= Christian Wœlz =

American politician

Johann Leonard Frederick Christian Wœlz or Woelz (October 20, 1826 – November 22, 1888) was an American merchant from Green Bay, Wisconsin, who served a single one-year term as a Democratic member of the Wisconsin State Assembly in the 25th Wisconsin Legislature (the 1872 session).

== Background ==
Wœlz was born October 20, 1826, in Weikersheim in the Kingdom of Württemberg. He received a common school education. He came to the United States in 1847, settling briefly in Weinsberg, Ohio, before coming to Green Bay, where he ran a general store on Main Street.
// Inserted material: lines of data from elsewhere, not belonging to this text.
//! Address Lookup Client
//!
//! Minimal HTTPS GET client built on hyper with rustls. The lookup
//! services (ipify by default) answer with the bare address as the
//! response body, so a request is: connect, TLS handshake, one GET,
//! trim, parse.

use http_body_util::{BodyExt, Empty};
use hyper::body::Bytes;
use hyper::header::USER_AGENT;
use hyper::{Method, Request, Uri};
use rustls::ClientConfig;
use securevpn_core::ObservedAddress;
use std::net::{Ipv4Addr, Ipv6Addr};
use std::sync::Arc;
use std::time::Duration;
use thiserror::Error;
use tokio_rustls::TlsConnector;
use tracing::{debug, warn};

/// Lookup errors
#[derive(Debug, Error)]
pub enum LookupError {
    #[error("Invalid URL: {0}")]
    InvalidUrl(String),

    #[error("Connection failed: {0}")]
    ConnectionFailed(String),

    #[error("TLS error: {0}")]
    TlsError(String),

    #[error("HTTP error: {0}")]
    HttpError(String),

    #[error("Body read error: {0}")]
    BodyError(String),

    #[error("Request timeout")]
    Timeout,

    #[error("Service answered with something that is not an address: {0:?}")]
    BadAddress(String),
}

/// Lookup configuration
#[derive(Debug, Clone)]
pub struct LookupConfig {
    /// Service answering with the caller's IPv4
    pub v4_url: String,
    /// Service answering with the caller's IPv6
    pub v6_url: String,
    /// Per-request timeout
    pub timeout: Duration,
    /// User-Agent string
    pub user_agent: String,
}

impl Default for LookupConfig {
    fn default() -> Self {
        Self {
            v4_url: "https://api.ipify.org/".to_string(),
            v6_url: "https://api6.ipify.org/".to_string(),
            timeout: Duration::from_secs(5),
            user_agent: "SecureVPN/0.1".to_string(),
        }
    }
}

/// One-shot public address lookup
pub struct AddressLookup {
    config: LookupConfig,
}

impl AddressLookup {
    /// Create a new lookup client
    pub fn new(config: LookupConfig) -> Self {
        Self { config }
    }

    /// Create with default configuration
    pub fn with_defaults() -> Self {
        Self::new(LookupConfig::default())
    }

    /// Fetch both families concurrently
    ///
    /// Each failure is logged and mapped to the per-family
    /// "unavailable" sentinel; this call itself cannot fail.
    pub async fn observed_address(&self) -> ObservedAddress {
        let (v4, v6) = tokio::join!(self.public_v4(), self.public_v6());

        ObservedAddress {
            public_v4: v4
                .map_err(|e| warn!("IPv4 lookup failed: {}", e))
                .ok(),
            public_v6: v6
                .map_err(|e| warn!("IPv6 lookup failed: {}", e))
                .ok(),
        }
    }

    /// Fetch the caller's public IPv4
    pub async fn public_v4(&self) -> Result<Ipv4Addr, LookupError> {
        let body = self.get_text(&self.config.v4_url).await?;
        parse_v4(&body)
    }

    /// Fetch the caller's public IPv6
    pub async fn public_v6(&self) -> Result<Ipv6Addr, LookupError> {
        let body = self.get_text(&self.config.v6_url).await?;
        parse_v6(&body)
    }

    /// Perform a GET and return the body as text
    async fn get_text(&self, url: &str) -> Result<String, LookupError> {
        tokio::time::timeout(self.config.timeout, self.get_inner(url))
            .await
            .map_err(|_| LookupError::Timeout)?
    }

    async fn get_inner(&self, url: &str) -> Result<String, LookupError> {
        let uri: Uri = url
            .parse()
            .map_err(|e: hyper::http::uri::InvalidUri| LookupError::InvalidUrl(e.to_string()))?;

        let host = uri
            .host()
            .ok_or_else(|| LookupError::InvalidUrl("No host in URL".to_string()))?
            .to_string();
        let is_https = uri.scheme_str() == Some("https");
        let port = uri.port_u16().unwrap_or(if is_https { 443 } else { 80 });

        let request = Request::builder()
            .method(Method::GET)
            .uri(uri.clone())
            .header(USER_AGENT, &self.config.user_agent)
            .header("Host", &host)
            .body(Empty::<Bytes>::new())
            .map_err(|e| LookupError::HttpError(e.to_string()))?;

        let addr = format!("{}:{}", host, port);
        let stream = tokio::net::TcpStream::connect(&addr)
            .await
            .map_err(|e| LookupError::ConnectionFailed(e.to_string()))?;

        let response_result = if is_https {
            let mut root_store = rustls::RootCertStore::empty();
            root_store.extend(webpki_roots::TLS_SERVER_ROOTS.iter().cloned());

            let tls_config = ClientConfig::builder()
                .with_root_certificates(root_store)
                .with_no_client_auth();

            let connector = TlsConnector::from(Arc::new(tls_config));
            let server_name = rustls::pki_types::ServerName::try_from(host.clone())
                .map_err(|_| LookupError::TlsError("Invalid server name".to_string()))?;

            let tls_stream = connector
                .connect(server_name, stream)
                .await
                .map_err(|e| LookupError::TlsError(e.to_string()))?;

            let io = hyper_util::rt::TokioIo::new(tls_stream);
            let (mut sender, conn) = hyper::client::conn::http1::handshake(io)
                .await
                .map_err(|e| LookupError::HttpError(e.to_string()))?;

            tokio::spawn(async move {
                if let Err(e) = conn.await {
                    warn!("Connection error: {}", e);
                }
            });

            sender.send_request(request).await
        } else {
            let io = hyper_util::rt::TokioIo::new(stream);
            let (mut sender, conn) = hyper::client::conn::http1::handshake(io)
                .await
                .map_err(|e| LookupError::HttpError(e.to_string()))?;

            tokio::spawn(async move {
                if let Err(e) = conn.await {
                    warn!("Connection error: {}", e);
                }
            });

            sender.send_request(request).await
        };

        let response = response_result.map_err(|e| LookupError::HttpError(e.to_string()))?;

        let status = response.status();
        if !status.is_success() {
            return Err(LookupError::HttpError(format!(
                "{} answered {}",
                host, status
            )));
        }

        let collected = response
            .into_body()
            .collect()
            .await
            .map_err(|e| LookupError::BodyError(e.to_string()))?;
        let body = String::from_utf8(collected.to_bytes().to_vec())
            .map_err(|e| LookupError::BodyError(e.to_string()))?;

        debug!("GET {} -> {} ({} bytes)", url, status, body.len());
        Ok(body)
    }
}

/// Parse a lookup response body as an IPv4 address
fn parse_v4(body: &str) -> Result<Ipv4Addr, LookupError> {
    let trimmed = body.trim();
    trimmed
        .parse()
        .map_err(|_| LookupError::BadAddress(trimmed.to_string()))
}

/// Parse a lookup response body as an IPv6 address
fn parse_v6(body: &str) -> Result<Ipv6Addr, LookupError> {
    let trimmed = body.trim();
    trimmed
        .parse()
        .map_err(|_| LookupError::BadAddress(trimmed.to_string()))
}

#[cfg(test)]
mod tests {
    use super::*;

    #[test]
    fn test_default_config() {
        let config = LookupConfig::default();

        assert!(config.v4_url.starts_with("https://"));
        assert_ne!(config.v4_url, config.v6_url);
        assert_eq!(config.timeout, Duration::from_secs(5));
    }

    #[test]
    fn test_parse_v4() {
        assert_eq!(
            parse_v4("203.0.113.7\n").unwrap(),
            Ipv4Addr::new(203, 0, 113, 7)
        );

        assert!(matches!(
            parse_v4("<html>not an ip</html>"),
            Err(LookupError::BadAddress(_))
        ));

        // A v6 answer on the v4 endpoint is still a bad address
        assert!(matches!(
            parse_v4("2001:db8::1"),
            Err(LookupError::BadAddress(_))
        ));
    }

    #[test]
    fn test_parse_v6() {
        assert_eq!(
            parse_v6(" 2001:db8::1 ").unwrap(),
            "2001:db8::1".parse::<Ipv6Addr>().unwrap()
        );

        assert!(matches!(
            parse_v6("203.0.113.7"),
            Err(LookupError::BadAddress(_))
        ));
    }

    #[tokio::test]
    async fn test_lookup_against_live_service() {
        let lookup = AddressLookup::with_defaults();

        // Requires network access; in an offline environment both
        // families come back unavailable, which is also the contract
        let observed = lookup.observed_address().await;
        println!("observed: {}", observed);
    }

    #[tokio::test]
    async fn test_unreachable_service_maps_to_unavailable() {
        let lookup = AddressLookup::new(LookupConfig {
            // TEST-NET-1 is guaranteed unroutable
            v4_url: "http://192.0.2.1/".to_string(),
            v6_url: "http://192.0.2.2/".to_string(),
            timeout: Duration::from_millis(200),
            user_agent: "SecureVPN/0.1".to_string(),
        });

        let observed = lookup.observed_address().await;
        assert_eq!(observed.public_v4, None);
        assert_eq!(observed.public_v6, None);
        assert_eq!(observed.display_v4(), securevpn_core::UNAVAILABLE);
    }
}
He married Maria Magdalena Goetzman on August 20, 1868; they would have a son and a daughter.

== Public office ==
He had served four yearly terms on the Green Bay city council, and one on the Brown County board of supervisors, before being elected in 1871 from the 1st Brown County district (the Towns of Bellevue, Eaton, Green Bay, Humboldt, Preble and Scott and the City of Green Bay), unseating Republican incumbent Joseph S. Curtis with 665 votes to Curtis' 582. He was assigned to the standing committees on federal relations and legislative expenditures. Wœlz ran for re-election in 1872, but lost to Curtis with 794 votes to Curtis' 1,182.

== Death and legacy ==
He died November 22, 1888, in Green Bay.

The former East River School at the corner of Elm and 12th (Irwin Avenue) in Green Bay, built on land donated by Wœlz, was re-named the Woelz School in his honor in 1899. The school was demolished in 1938.